▶ **Work to be completed**
All lines in the records below that hold "fetched" are to be shown.

**** Input records ****

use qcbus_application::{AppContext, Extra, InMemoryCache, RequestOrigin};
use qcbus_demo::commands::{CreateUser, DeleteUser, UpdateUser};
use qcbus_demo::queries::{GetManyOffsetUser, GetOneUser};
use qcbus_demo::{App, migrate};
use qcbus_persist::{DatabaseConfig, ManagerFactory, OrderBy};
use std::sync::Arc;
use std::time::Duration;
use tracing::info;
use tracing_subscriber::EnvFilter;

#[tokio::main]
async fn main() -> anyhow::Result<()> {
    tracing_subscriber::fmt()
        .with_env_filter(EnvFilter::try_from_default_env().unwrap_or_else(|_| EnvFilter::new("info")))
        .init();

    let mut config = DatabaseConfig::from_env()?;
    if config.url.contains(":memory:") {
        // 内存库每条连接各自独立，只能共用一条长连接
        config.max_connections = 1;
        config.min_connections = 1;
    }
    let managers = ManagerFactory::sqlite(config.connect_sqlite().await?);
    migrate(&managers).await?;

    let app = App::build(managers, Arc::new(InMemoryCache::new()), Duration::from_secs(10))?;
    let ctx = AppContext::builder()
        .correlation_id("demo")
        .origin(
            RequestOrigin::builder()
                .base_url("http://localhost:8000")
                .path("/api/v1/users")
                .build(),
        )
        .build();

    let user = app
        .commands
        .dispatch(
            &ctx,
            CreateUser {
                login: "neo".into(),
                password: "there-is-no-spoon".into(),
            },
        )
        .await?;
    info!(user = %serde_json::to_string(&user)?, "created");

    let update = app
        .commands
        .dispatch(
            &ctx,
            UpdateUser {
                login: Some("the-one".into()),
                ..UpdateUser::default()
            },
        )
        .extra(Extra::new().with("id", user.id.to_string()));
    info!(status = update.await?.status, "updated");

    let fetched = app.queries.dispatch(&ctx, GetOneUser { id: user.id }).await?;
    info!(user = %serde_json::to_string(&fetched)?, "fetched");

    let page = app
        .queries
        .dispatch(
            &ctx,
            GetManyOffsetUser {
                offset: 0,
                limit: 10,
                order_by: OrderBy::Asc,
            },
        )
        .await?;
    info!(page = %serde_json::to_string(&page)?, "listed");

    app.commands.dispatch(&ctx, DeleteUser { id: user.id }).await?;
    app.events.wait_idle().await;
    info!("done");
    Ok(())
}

****

▶ **Result**
    let fetched = app.queries.dispatch(&ctx, GetOneUser { id: user.id }).await?;
    info!(user = %serde_json::to_string(&fetched)?, "fetched");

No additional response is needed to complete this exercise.